En La Prensa Libre del 16 de junio de 1894 se alude a una moda extravagante propia del fin de siglo.  Se habla, por primera vez en la prensa costarricense, del tatuaje y se menciona que el entonces Duque de York, futuro Jorge V del Reino Unido, se mandó a pintar unas banderas inglesas entrelazadas en sus antebrazos.

La nota indica que, hasta ese momento, el tatuaje constituía una práctica exclusiva de las gentes de baja estirpe. Otro artículo periodístico, esta vez de La República de 1911, así parece confirmarlo: hay un presunto ladrón de Manzanillo de Nicoya, al que se refieren como Negro sospechoso, y se enfatiza que este tiene un tatuaje en forma de muñeca y una letra M.

Años después, en 1965, otro diario costarricense reproduce una nota que advierte de los gravísimos riesgos de tatuarse: se le considera un mal social y se dice que, pese a que el rey de Dinamarca, Federico IX, esté tatuado, lo cierto es que un grupo de médicos publicó un estudio acerca de sus serias desventajas.

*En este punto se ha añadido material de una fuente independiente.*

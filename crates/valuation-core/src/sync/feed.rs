//! Change feed for live report subscribers.

use serde::{Deserialize, Serialize};
use tokio::sync::broadcast;

/// Something changed in the report store.
#[derive(Debug, Clone, Serialize, Deserialize, PartialEq)]
#[serde(tag = "type", content = "payload")]
pub enum ReportEvent {
    /// Live index fields were written
    Synced {
        vehicle_id: String,
        report_number: String,
    },
    /// An explicit save finalized the report
    Saved {
        vehicle_id: String,
        report_number: String,
        history_id: String,
    },
}

impl ReportEvent {
    pub fn vehicle_id(&self) -> &str {
        match self {
            ReportEvent::Synced { vehicle_id, .. } | ReportEvent::Saved { vehicle_id, .. } => {
                vehicle_id
            }
        }
    }
}

/// Broadcast of [`ReportEvent`]s. Cheap to clone; clones share subscribers.
#[derive(Debug, Clone)]
pub struct ChangeFeed {
    tx: broadcast::Sender<ReportEvent>,
}

impl Default for ChangeFeed {
    fn default() -> Self {
        Self::new(256)
    }
}

impl ChangeFeed {
    pub fn new(capacity: usize) -> Self {
        let (tx, _) = broadcast::channel(capacity.max(1));
        Self { tx }
    }

    /// Publish to current subscribers. Events with no subscribers are dropped.
    pub fn publish(&self, event: ReportEvent) {
        if self.tx.send(event).is_err() {
            tracing::trace!("report event had no subscribers");
        }
    }

    pub fn subscribe(&self) -> broadcast::Receiver<ReportEvent> {
        self.tx.subscribe()
    }
}
//! Choice lists on value parts.

use strsim::jaro_winkler;

use crate::models::{FieldPart, InputMode};

/// Rank a part's choices against typed input.
///
/// Prefix matches come first in list order, then the remaining choices by
/// Jaro-Winkler similarity. Blank input returns the list as configured.
pub fn suggest_choices(part: &FieldPart, input: &str, limit: usize) -> Vec<String> {
    let needle = input.trim().to_lowercase();
    if needle.is_empty() {
        return part.options.iter().take(limit).cloned().collect();
    }

    let (prefixed, mut others): (Vec<&String>, Vec<&String>) = part
        .options
        .iter()
        .partition(|option| option.to_lowercase().starts_with(&needle));

    others.sort_by(|a, b| {
        let sa = jaro_winkler(&a.to_lowercase(), &needle);
        let sb = jaro_winkler(&b.to_lowercase(), &needle);
        sb.partial_cmp(&sa).unwrap_or(std::cmp::Ordering::Equal)
    });

    prefixed
        .into_iter()
        .chain(others)
        .take(limit)
        .cloned()
        .collect()
}

/// Fixed-choice parts only accept listed choices (or blank).
pub fn is_allowed_choice(part: &FieldPart, value: &str) -> bool {
    let value = value.trim();
    match part.input_mode {
        InputMode::FixedChoice => value.is_empty() || part.options.iter().any(|o| o == value),
        InputMode::FreeText | InputMode::SuggestedChoice => true,
    }
}
//! Report database operations.

use rusqlite::{params, OptionalExtension, Row};

use super::{Database, DbError, DbResult};
use crate::models::{
    normalize_identifier, Editor, Report, ReportData, ReportIndex, ReportValue, VehicleId,
};
use crate::numbering::ReportNumber;
use crate::report::REPORT_NUMBER_KEY;

fn is_issued(number: &str) -> bool {
    ReportNumber::parse(number).is_some_and(|n| n.is_issued())
}

const REPORT_COLUMNS: &str = r#"
    vehicle_id, branch, engine_number, chassis_number, report_number,
    report_date, user_id, user_name, user_email, report_data, layout_id,
    created_at, updated_at
"#;

impl Database {
    /// Insert or fully replace a report.
    pub fn upsert_report(&self, report: &Report) -> DbResult<()> {
        let report_data_json = serde_json::to_string(&report.report_data)?;

        self.conn.execute(
            r#"
            INSERT INTO reports (
                vehicle_id, branch, engine_number, chassis_number, report_number,
                report_date, user_id, user_name, user_email, report_data, layout_id,
                created_at, updated_at
            ) VALUES (?1, ?2, ?3, ?4, ?5, ?6, ?7, ?8, ?9, ?10, ?11, ?12, ?13)
            ON CONFLICT(vehicle_id) DO UPDATE SET
                branch = excluded.branch,
                engine_number = excluded.engine_number,
                chassis_number = excluded.chassis_number,
                report_number = excluded.report_number,
                report_date = excluded.report_date,
                user_id = excluded.user_id,
                user_name = excluded.user_name,
                user_email = excluded.user_email,
                report_data = excluded.report_data,
                layout_id = excluded.layout_id,
                updated_at = excluded.updated_at
            "#,
            params![
                report.vehicle_id,
                report.branch,
                report.engine_number,
                report.chassis_number,
                report.report_number,
                report.report_date,
                report.user_id,
                report.user_name,
                report.user_email,
                report_data_json,
                report.layout_id,
                report.created_at,
                report.updated_at,
            ],
        )?;
        Ok(())
    }

    /// Get a report by vehicle ID.
    pub fn get_report(&self, vehicle_id: &str) -> DbResult<Option<Report>> {
        let sql = format!("SELECT {} FROM reports WHERE vehicle_id = ?", REPORT_COLUMNS);
        self.conn
            .query_row(&sql, [vehicle_id], ReportRow::from_row)
            .optional()?
            .map(|row| row.try_into())
            .transpose()
    }

    /// Merge live edits into a report, creating it if needed.
    ///
    /// Data keys are merged over the stored dictionary; the index fields,
    /// branch and editor are overwritten. The saved `layout_id` is left alone,
    /// and so is an issued report number when the update only carries a
    /// provisional one.
    pub fn sync_live_fields(
        &self,
        vehicle_id: &VehicleId,
        branch: &str,
        editor: &Editor,
        index: &ReportIndex,
        data: &ReportData,
    ) -> DbResult<Report> {
        let tx = self.immediate_transaction()?;

        let mut report = match self.get_report(vehicle_id.as_str())? {
            Some(existing) => existing,
            None => Report::new(vehicle_id, branch),
        };
        let stored_number = report.report_number.clone();

        for (key, value) in data {
            report.report_data.insert(key.clone(), value.clone());
        }
        report.branch = branch.to_string();
        report.apply_index(index);
        // An issued number is only ever replaced by another issued number
        if is_issued(&stored_number) && !is_issued(&index.report_number) {
            report.report_number = stored_number.clone();
            report
                .report_data
                .insert(REPORT_NUMBER_KEY.to_string(), ReportValue::Text(stored_number));
        }
        report.user_id = editor.user_id.clone();
        report.user_name = editor.user_name.clone();
        report.user_email = editor.user_email.clone();
        report.touch();

        self.upsert_report(&report)?;
        tx.commit()?;
        Ok(report)
    }

    /// Highest sequence issued under `prefix` (branch + date code), 0 if none.
    ///
    /// Live reports and history snapshots are both consulted, so a number
    /// held by a deleted report is never handed out again. Provisional `---`
    /// suffixes and numbers for other days never match.
    pub fn highest_issued_sequence(&self, prefix: &str) -> DbResult<u32> {
        let highest: u32 = self.conn.query_row(
            r#"
            SELECT COALESCE(MAX(CAST(substr(report_number, ?1 + 2) AS INTEGER)), 0)
            FROM (
                SELECT report_number FROM reports
                UNION ALL
                SELECT report_number FROM report_history
            )
            WHERE substr(report_number, 1, ?1) = ?2
              AND length(report_number) = ?1 + 4
              AND substr(report_number, ?1 + 1) GLOB '[0-9][0-9][0-9][0-9]'
            "#,
            params![prefix.len() as i64, prefix],
            |row| row.get(0),
        )?;
        Ok(highest)
    }

    /// Find reports whose vehicle id, engine, chassis or report number
    /// matches the query exactly (after normalization).
    pub fn find_reports_by_identifier(&self, query: &str) -> DbResult<Vec<Report>> {
        let needle = normalize_identifier(query);
        if needle.is_empty() {
            return Ok(Vec::new());
        }

        let sql = format!(
            r#"
            SELECT {} FROM reports
            WHERE vehicle_id = ?1 OR engine_number = ?1
               OR chassis_number = ?1 OR report_number = ?1
            ORDER BY updated_at DESC
            "#,
            REPORT_COLUMNS
        );
        let mut stmt = self.conn.prepare(&sql)?;
        let rows = stmt.query_map([needle], ReportRow::from_row)?;

        let mut reports = Vec::new();
        for row in rows {
            reports.push(row?.try_into()?);
        }
        Ok(reports)
    }

    /// Delete a report (administrative). History is kept.
    pub fn delete_report(&self, vehicle_id: &str) -> DbResult<bool> {
        let rows_affected = self
            .conn
            .execute("DELETE FROM reports WHERE vehicle_id = ?", [vehicle_id])?;
        Ok(rows_affected > 0)
    }
}

/// Intermediate row struct for database mapping.
struct ReportRow {
    vehicle_id: String,
    branch: String,
    engine_number: String,
    chassis_number: String,
    report_number: String,
    report_date: String,
    user_id: String,
    user_name: String,
    user_email: String,
    report_data: String,
    layout_id: Option<String>,
    created_at: String,
    updated_at: String,
}

impl ReportRow {
    fn from_row(row: &Row<'_>) -> rusqlite::Result<Self> {
        Ok(Self {
            vehicle_id: row.get(0)?,
            branch: row.get(1)?,
            engine_number: row.get(2)?,
            chassis_number: row.get(3)?,
            report_number: row.get(4)?,
            report_date: row.get(5)?,
            user_id: row.get(6)?,
            user_name: row.get(7)?,
            user_email: row.get(8)?,
            report_data: row.get(9)?,
            layout_id: row.get(10)?,
            created_at: row.get(11)?,
            updated_at: row.get(12)?,
        })
    }
}

impl TryFrom<ReportRow> for Report {
    type Error = DbError;

    fn try_from(row: ReportRow) -> Result<Self, Self::Error> {
        let report_data: ReportData = serde_json::from_str(&row.report_data)?;

        Ok(Report {
            vehicle_id: row.vehicle_id,
            branch: row.branch,
            engine_number: row.engine_number,
            chassis_number: row.chassis_number,
            report_number: row.report_number,
            report_date: row.report_date,
            user_id: row.user_id,
            user_name: row.user_name,
            user_email: row.user_email,
            report_data,
            layout_id: row.layout_id,
            created_at: row.created_at,
            updated_at: row.updated_at,
        })
    }
}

Ninguna de las referencias anteriores, sin embargo, resulta tan llamativa como esta: una señorita escribe a la sección Palco de belleza de La República en 1967 y consulta cómo remover los tatuajes de su novio. No hay, según le responden, ninguna forma de eliminarlos sin que permanezca una cicatriz.

Quizás no existe escritor que haya pensado tanto en los tatuajes y la relación entre la piel humana y la capacidad de contar historias como Ray Bradbury. En La feria de las tinieblas, por ejemplo, imaginó a un hombre que posee un tatuaje por cada una de las personas absorbidas en su feria ominosa. Y en El hombre ilustrado, un vagabundo se mueve con su cuerpo tatuado, o mejor dicho, ilustrado, y cada una de esas representaciones es dinámica, se mueve bajo la piel y narra algo.   

La piel no solo es uno de los órganos más grandes del cuerpo humano, sino uno de los que más genera conflicto. Se trata de un límite de sujeto o, si se quiere, una superficie de sujeto. No es casual que el psicólogo francés Didier Anzieu hable de un Yo-Piel, que funciona para representarse a sí mismo como un yo, una yoedad, que configura los contenidos psíquicos a partir de la experiencia de superficie del propio cuerpo.

En el último episodio de La Telaraña, el cineasta y conductor radial Jurgen Ureña conversó con el médico intensivista Marco Boza y la artista visual Priscilla Romero acerca de la piel humana, sus representaciones sociales y sus determinaciones fisiológicas.

Marco Boza mencionó que la piel es un órgano bio-psico-social que, además tiene un componente orgánico y político. Según Boza, la piel es reflejo de nuestras emociones, reflejo de nuestras relaciones con los demás y, también, reflejo de lo que pensamos. Para Priscilla, por otro lado, la piel, más que un límite, es esa superficie porosa que nos sitúa entre el mundo. Romero, quien es creadora de la latexgrafía, medio no tóxico para registrar e imprimir la huella de la piel humana, considera que se trata de un ámbito donde se encarna la imagen corpórea de las personas.

Ureña en algún momento del programa mencionó que la técnica desarrollada por Priscilla podría concebirse como un tatuaje al revés: lejos de que un medio externo como la tinta y el diseño gráfico se impregne en la piel de una persona, lo que busca Priscilla es que las especificidades de esa persona se representen y se eternicen en el látex.

La materia suele ser mucho más escrupulosa a la hora de registrar el paso del tiempo que la propia memoria. Una abolladura en un carro, una mancha en una blusa, un grafiti o una cicatriz son capaces de transportarnos epocalmente de forma más eficaz.

No son heridas.

Son, más bien, aquello que quedó.

Un rumor de algo.

Un cadáver.

Un registro en la piel de la historia.